MATERIALS AND METHODS

Corresponding pleural effusions and serum samples taken at primary diagnosis were analyzed for TGF-β by ELISA, and for mesothelin (SMRP) by chemiluminescence enzyme immunoassay. Tumor load was quantified in MPM patients by volumetric analysis of chest CT scans. All findings were correlated with clinicopathological characteristics.

RESULTS

In total 48 MPM patients, 24 patients with non-malignant pleural disease (NMPD) and 30 patients with stage IV lung cancer were enrolled in this study. Pleural effusions from MPM patients had significantly higher TGF-β levels than from NMPD or lung cancer patients (p < 0.0001; AUC for MPM vs NMPD: 0.78, p = 0.0001). Both epithelioid and non-epithelioid MPM were associated with higher TGF-β levels (epithelioid: p < 0.05; non-epithelioid: p < 0.0001) and levels of TGF-β correlated with disease stage (p = 0.003) and with tumor volume (p = 0.002). Interestingly, high TGF-β levels in pleural effusion, but not in serum, was significantly associated with inferior overall survival (TGF-beta ≥14.36 ng/mL: HR 3.45, p = 0.0001). This correlation was confirmed by multivariate analysis. In contrast, effusion SMRP levels were exclusively high in epithelioid MPM, negatively correlated with effusion TGF-β levels and did not provide prognostic information.

CONCLUSION

TGF-β levels determined in pleural effusion may be a promising biomarker for diagnosis and prognostic stratification of MPM.

摘要

目的

恶性胸膜间皮瘤(MPM)是一种侵袭性恶性肿瘤,预后极差,但疾病过程不同。
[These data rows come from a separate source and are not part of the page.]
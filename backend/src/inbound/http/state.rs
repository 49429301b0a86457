//! Shared HTTP adapter state.
//!
//! HTTP handlers accept this state via `actix_web::web::Data` so they only
//! depend on domain ports and remain testable without I/O.

use std::sync::Arc;
use std::time::Duration;

use crate::domain::ports::{FeedQuery, FollowCommand, LoginService, PageCache, PostCommand};

/// Cache policy applied to the global feed page.
#[derive(Debug, Clone)]
pub struct FeedCachePolicy {
    /// Shared key prefix for every cached feed page.
    pub prefix: String,
    /// How long a rendered page stays served after a write.
    pub ttl: Duration,
}

impl Default for FeedCachePolicy {
    fn default() -> Self {
        Self {
            prefix: "index_page".to_owned(),
            ttl: Duration::from_secs(20),
        }
    }
}

/// Dependency bundle for HTTP handlers.
#[derive(Clone)]
pub struct HttpState {
    /// Session establishment.
    pub login: Arc<dyn LoginService>,
    /// Read-path assembler.
    pub feeds: Arc<dyn FeedQuery>,
    /// Post and comment write path.
    pub posts: Arc<dyn PostCommand>,
    /// Follow-edge write path.
    pub follows: Arc<dyn FollowCommand>,
    /// Rendered-page cache in front of the global feed.
    pub page_cache: Arc<dyn PageCache>,
    /// TTL and key prefix for the global feed cache.
    pub cache_policy: FeedCachePolicy,
}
为了支持诊断和对患者进行风险分层,需要更可靠的生物标志物。新出现的证据强调了转化生长因子-β(TGF-β)在 MPM 肿瘤发生中的功能作用,但其作为临床生物标志物的用途仍未得到探索。

材料和方法

在初次诊断时,通过 ELISA 分析相应的胸腔积液和血清样本中的 TGF-β,并通过化学发光酶免疫分析(chemiluminescence enzyme immunoassay)分析间皮素(SMRP)。通过胸部 CT 扫描的体积分析来量化 MPM 患者的肿瘤负荷。所有发现均与临床病理特征相关。

结果

本研究共纳入 48 名 MPM 患者、24 名非恶性胸膜疾病(NMPD)患者和 30 名 IV 期肺癌患者。MPM 患者的胸腔积液 TGF-β 水平明显高于 NMPD 或肺癌患者(p<0.0001;MPM 与 NMPD 的 AUC:0.78,p=0.0001)。上皮样和非上皮样 MPM 均与较高的 TGF-β水平相关(上皮样:p<0.05;非上皮样:p<0.0001),且 TGF-β 水平与疾病分期相关(p=0.003)和肿瘤体积相关(p=0.002)。有趣的是,胸腔积液中 TGF-β 水平升高(而非血清中)与总生存期降低显著相关(TGF-β≥14.36ng/mL:HR 3.45,p=0.0001)。该相关性通过多变量分析得到证实。相比之下,SMRP 水平仅在上皮样 MPM 中升高,与胸腔积液 TGF-β 水平呈负相关,且不提供预后信息。

结论

胸腔积液中 TGF-β 水平可能是 MPM 诊断和预后分层的有前途的生物标志物。